Data section:
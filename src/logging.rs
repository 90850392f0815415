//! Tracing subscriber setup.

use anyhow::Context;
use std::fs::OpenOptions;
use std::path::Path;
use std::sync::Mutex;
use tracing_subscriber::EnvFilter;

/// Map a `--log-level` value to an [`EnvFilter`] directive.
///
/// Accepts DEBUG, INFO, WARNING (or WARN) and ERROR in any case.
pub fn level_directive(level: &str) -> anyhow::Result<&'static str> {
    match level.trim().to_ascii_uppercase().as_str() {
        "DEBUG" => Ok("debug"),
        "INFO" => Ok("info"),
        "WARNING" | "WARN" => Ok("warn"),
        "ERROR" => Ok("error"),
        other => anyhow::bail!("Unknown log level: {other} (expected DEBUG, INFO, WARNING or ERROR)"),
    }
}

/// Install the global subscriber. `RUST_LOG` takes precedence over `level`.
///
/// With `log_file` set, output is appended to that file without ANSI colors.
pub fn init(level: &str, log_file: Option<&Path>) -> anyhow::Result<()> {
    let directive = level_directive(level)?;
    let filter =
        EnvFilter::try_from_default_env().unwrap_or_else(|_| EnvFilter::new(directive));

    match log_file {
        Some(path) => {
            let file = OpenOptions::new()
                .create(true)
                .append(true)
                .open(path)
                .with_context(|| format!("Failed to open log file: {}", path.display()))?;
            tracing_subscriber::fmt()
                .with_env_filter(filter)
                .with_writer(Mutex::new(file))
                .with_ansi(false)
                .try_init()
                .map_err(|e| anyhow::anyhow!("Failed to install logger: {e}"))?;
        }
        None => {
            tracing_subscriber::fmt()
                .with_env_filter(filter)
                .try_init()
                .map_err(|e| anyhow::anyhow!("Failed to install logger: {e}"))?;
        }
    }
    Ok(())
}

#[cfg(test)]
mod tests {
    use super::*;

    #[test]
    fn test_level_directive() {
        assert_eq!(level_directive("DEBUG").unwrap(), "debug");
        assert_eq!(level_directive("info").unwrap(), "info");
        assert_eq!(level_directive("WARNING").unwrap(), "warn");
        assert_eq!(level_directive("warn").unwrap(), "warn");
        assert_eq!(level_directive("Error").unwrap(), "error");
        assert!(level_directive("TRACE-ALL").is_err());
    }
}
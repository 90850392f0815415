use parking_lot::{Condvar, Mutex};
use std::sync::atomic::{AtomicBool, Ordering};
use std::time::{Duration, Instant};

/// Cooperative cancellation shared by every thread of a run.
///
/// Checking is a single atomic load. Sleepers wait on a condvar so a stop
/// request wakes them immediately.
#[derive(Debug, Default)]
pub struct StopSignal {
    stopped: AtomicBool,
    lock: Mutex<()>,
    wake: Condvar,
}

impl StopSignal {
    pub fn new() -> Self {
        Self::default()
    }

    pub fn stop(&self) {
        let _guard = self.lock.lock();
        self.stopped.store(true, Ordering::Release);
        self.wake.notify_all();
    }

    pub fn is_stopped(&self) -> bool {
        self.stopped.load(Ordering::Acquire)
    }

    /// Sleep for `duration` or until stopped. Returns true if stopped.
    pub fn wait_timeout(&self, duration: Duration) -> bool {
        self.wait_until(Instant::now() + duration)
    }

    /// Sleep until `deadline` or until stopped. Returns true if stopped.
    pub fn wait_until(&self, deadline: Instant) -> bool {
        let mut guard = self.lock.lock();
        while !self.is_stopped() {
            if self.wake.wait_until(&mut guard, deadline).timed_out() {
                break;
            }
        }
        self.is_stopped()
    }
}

---

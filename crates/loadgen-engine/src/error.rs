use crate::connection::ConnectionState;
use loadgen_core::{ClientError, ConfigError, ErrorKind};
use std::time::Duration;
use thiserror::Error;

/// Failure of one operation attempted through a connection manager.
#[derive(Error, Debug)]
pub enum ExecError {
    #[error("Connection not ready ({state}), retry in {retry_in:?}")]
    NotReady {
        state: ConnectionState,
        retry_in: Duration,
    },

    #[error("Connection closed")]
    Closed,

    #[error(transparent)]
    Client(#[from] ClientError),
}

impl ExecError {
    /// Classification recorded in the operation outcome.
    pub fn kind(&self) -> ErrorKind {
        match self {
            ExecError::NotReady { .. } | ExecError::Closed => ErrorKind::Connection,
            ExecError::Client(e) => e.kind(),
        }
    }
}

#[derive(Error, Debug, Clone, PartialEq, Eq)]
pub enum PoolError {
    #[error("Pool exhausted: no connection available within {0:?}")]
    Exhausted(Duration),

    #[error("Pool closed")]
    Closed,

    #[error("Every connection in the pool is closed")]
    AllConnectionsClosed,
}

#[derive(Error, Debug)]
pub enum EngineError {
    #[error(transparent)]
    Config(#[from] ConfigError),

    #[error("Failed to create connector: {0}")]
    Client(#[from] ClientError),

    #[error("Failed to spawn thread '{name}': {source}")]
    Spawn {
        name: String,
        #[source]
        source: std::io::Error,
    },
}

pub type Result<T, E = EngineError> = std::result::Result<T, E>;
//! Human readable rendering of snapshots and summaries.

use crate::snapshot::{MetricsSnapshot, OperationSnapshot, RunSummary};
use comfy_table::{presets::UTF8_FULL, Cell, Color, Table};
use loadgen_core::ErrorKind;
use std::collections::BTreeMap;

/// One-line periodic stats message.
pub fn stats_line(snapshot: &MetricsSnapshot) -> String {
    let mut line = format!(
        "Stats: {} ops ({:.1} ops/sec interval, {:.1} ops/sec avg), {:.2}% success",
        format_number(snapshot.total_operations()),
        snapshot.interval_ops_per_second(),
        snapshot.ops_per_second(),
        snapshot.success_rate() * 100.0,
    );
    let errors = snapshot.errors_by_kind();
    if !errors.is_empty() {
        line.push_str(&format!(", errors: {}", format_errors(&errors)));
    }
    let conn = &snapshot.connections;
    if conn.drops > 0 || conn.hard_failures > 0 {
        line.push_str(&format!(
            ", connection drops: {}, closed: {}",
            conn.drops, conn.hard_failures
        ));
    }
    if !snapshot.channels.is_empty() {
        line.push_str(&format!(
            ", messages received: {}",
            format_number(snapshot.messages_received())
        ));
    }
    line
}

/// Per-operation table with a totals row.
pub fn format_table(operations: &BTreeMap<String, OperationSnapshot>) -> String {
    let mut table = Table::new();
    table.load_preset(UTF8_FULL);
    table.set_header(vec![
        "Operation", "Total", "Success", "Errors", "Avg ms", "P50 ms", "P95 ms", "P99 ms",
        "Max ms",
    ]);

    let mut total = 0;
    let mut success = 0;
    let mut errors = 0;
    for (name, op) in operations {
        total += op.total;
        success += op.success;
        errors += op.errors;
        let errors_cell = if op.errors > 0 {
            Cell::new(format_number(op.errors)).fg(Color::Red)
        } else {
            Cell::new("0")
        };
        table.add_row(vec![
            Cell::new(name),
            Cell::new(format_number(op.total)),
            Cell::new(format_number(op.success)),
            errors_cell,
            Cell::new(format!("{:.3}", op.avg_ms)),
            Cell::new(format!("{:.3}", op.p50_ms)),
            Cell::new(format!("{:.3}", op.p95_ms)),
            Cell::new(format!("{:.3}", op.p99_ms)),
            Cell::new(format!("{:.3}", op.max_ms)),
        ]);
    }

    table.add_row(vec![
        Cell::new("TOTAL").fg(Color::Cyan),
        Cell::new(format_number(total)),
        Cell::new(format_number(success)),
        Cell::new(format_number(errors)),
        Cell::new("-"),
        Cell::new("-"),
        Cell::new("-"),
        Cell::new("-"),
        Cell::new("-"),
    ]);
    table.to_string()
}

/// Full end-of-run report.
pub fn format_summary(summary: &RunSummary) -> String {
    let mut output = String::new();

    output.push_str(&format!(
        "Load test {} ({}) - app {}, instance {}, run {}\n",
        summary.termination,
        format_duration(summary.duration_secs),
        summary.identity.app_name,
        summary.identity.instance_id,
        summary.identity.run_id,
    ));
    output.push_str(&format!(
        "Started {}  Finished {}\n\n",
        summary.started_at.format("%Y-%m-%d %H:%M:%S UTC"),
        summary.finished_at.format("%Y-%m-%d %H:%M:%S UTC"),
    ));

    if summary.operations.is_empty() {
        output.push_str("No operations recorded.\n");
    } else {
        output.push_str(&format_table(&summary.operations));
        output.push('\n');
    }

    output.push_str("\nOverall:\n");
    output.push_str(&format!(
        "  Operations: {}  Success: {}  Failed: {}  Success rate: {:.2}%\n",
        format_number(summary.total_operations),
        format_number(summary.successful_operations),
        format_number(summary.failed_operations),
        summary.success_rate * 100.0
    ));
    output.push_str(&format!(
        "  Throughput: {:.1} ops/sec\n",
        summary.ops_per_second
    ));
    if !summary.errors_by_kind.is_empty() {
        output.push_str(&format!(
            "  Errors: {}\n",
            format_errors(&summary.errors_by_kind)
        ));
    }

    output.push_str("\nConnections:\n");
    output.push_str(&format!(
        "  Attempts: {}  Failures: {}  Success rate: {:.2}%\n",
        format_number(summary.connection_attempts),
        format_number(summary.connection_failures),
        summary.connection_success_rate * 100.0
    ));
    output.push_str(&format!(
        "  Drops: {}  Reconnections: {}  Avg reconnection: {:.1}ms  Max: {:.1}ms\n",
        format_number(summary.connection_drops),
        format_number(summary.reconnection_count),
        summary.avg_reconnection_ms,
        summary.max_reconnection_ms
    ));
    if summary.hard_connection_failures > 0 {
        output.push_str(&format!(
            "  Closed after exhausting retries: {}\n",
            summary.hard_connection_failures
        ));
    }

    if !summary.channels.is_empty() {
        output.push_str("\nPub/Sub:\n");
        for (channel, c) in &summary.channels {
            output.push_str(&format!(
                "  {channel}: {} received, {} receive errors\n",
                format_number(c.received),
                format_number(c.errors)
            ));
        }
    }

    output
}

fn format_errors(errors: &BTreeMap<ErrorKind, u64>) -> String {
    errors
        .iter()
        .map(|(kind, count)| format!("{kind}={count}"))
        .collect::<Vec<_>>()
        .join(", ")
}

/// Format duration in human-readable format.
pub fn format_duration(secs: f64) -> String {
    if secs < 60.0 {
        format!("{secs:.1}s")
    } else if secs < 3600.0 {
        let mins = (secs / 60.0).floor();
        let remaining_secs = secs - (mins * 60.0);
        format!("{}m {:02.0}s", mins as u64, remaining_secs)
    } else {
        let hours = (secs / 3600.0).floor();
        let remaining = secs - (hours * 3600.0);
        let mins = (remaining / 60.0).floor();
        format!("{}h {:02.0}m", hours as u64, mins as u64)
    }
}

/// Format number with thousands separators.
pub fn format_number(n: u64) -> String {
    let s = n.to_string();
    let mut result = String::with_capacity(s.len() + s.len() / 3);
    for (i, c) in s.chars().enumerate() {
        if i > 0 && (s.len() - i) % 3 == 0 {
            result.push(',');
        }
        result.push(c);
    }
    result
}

---

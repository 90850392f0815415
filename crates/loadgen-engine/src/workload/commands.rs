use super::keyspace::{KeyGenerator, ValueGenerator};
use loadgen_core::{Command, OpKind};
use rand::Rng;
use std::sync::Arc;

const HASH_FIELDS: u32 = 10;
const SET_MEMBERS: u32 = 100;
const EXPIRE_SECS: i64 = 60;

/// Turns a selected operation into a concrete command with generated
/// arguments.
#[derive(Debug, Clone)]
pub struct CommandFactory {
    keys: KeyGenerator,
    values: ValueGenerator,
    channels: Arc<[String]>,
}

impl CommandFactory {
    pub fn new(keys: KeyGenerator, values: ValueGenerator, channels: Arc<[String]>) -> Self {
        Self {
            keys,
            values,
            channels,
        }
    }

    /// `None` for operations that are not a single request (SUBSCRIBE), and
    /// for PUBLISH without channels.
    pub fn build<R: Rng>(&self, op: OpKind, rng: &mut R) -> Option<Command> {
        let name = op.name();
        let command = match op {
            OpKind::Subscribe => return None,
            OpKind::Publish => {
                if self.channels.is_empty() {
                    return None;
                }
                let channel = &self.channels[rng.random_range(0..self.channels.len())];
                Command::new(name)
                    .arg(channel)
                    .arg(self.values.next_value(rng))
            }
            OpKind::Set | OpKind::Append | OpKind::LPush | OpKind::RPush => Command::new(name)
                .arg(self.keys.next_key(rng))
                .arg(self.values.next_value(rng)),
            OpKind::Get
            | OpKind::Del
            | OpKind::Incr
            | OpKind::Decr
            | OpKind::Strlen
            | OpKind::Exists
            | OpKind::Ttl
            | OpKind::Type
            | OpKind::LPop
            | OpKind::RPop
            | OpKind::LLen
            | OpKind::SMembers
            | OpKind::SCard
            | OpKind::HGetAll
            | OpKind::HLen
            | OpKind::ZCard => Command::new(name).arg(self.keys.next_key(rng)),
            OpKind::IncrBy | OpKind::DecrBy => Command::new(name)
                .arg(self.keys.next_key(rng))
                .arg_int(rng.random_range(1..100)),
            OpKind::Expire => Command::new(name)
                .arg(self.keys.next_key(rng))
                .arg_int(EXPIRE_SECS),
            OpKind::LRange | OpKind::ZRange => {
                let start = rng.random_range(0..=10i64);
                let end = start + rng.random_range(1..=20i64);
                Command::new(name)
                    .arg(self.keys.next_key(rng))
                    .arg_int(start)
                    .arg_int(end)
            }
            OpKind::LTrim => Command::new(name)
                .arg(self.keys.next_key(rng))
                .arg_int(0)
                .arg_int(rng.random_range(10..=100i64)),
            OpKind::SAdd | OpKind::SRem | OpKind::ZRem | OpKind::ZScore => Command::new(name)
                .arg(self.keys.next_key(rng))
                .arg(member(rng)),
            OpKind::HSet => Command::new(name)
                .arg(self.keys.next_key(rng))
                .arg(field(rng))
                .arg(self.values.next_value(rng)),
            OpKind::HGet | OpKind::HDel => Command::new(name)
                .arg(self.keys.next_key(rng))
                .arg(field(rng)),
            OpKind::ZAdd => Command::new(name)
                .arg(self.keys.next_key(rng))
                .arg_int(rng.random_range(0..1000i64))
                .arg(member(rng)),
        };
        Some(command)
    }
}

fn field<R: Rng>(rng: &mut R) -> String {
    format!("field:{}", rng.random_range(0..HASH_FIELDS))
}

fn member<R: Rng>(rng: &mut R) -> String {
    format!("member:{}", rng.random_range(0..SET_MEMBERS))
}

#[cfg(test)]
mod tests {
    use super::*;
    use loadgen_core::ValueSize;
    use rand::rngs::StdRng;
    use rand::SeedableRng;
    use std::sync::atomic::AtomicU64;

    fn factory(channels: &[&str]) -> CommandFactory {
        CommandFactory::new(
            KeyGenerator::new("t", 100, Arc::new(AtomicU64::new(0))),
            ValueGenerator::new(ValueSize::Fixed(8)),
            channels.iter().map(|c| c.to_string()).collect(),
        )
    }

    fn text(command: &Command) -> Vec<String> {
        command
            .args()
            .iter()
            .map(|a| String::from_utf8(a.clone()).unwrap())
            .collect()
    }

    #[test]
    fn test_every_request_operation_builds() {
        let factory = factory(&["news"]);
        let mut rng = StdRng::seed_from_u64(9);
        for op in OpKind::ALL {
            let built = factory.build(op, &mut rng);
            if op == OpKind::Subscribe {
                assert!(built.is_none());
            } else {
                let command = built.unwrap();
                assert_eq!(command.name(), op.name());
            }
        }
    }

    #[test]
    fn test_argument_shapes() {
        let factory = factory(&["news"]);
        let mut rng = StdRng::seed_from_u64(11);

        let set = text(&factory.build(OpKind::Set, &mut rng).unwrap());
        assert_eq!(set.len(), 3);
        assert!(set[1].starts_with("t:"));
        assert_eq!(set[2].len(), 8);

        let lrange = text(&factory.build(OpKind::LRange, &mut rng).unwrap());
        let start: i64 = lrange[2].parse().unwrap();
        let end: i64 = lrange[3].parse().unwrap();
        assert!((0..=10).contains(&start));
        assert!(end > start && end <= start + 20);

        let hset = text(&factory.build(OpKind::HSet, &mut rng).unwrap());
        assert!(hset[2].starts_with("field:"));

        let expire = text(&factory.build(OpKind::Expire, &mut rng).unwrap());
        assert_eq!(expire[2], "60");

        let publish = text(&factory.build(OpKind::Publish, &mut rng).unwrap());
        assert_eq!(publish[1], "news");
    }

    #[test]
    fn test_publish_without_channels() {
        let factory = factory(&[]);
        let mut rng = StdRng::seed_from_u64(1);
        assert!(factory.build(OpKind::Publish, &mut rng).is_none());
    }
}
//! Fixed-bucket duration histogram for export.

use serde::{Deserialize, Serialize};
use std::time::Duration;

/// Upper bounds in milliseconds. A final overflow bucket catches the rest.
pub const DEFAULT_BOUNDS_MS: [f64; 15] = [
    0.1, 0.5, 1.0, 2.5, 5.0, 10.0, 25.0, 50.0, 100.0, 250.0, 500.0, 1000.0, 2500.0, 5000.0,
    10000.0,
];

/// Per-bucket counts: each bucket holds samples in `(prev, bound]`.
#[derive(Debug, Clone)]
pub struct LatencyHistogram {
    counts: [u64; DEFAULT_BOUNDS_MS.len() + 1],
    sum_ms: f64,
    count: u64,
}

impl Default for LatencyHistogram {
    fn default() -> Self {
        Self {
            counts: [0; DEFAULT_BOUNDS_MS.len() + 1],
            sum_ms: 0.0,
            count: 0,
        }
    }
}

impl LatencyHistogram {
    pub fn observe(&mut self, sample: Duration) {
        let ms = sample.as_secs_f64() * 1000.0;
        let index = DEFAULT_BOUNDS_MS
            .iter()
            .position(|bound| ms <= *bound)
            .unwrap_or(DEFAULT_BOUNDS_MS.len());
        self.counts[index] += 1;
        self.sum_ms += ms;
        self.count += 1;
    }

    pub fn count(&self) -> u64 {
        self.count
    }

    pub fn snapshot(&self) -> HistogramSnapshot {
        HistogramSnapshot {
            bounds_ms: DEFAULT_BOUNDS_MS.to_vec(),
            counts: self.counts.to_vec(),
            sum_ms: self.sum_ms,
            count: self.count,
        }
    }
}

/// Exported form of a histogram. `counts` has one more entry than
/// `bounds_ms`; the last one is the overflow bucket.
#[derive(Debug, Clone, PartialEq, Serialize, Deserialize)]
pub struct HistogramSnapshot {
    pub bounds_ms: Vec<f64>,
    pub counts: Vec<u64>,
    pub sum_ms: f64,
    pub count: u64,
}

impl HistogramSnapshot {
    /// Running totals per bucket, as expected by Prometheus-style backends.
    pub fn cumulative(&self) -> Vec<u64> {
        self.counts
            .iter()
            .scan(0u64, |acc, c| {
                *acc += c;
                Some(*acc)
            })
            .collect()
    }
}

Your task: Using the listing above, say how many of its lines contain "that", and give no other words.

Result of the exercise: 2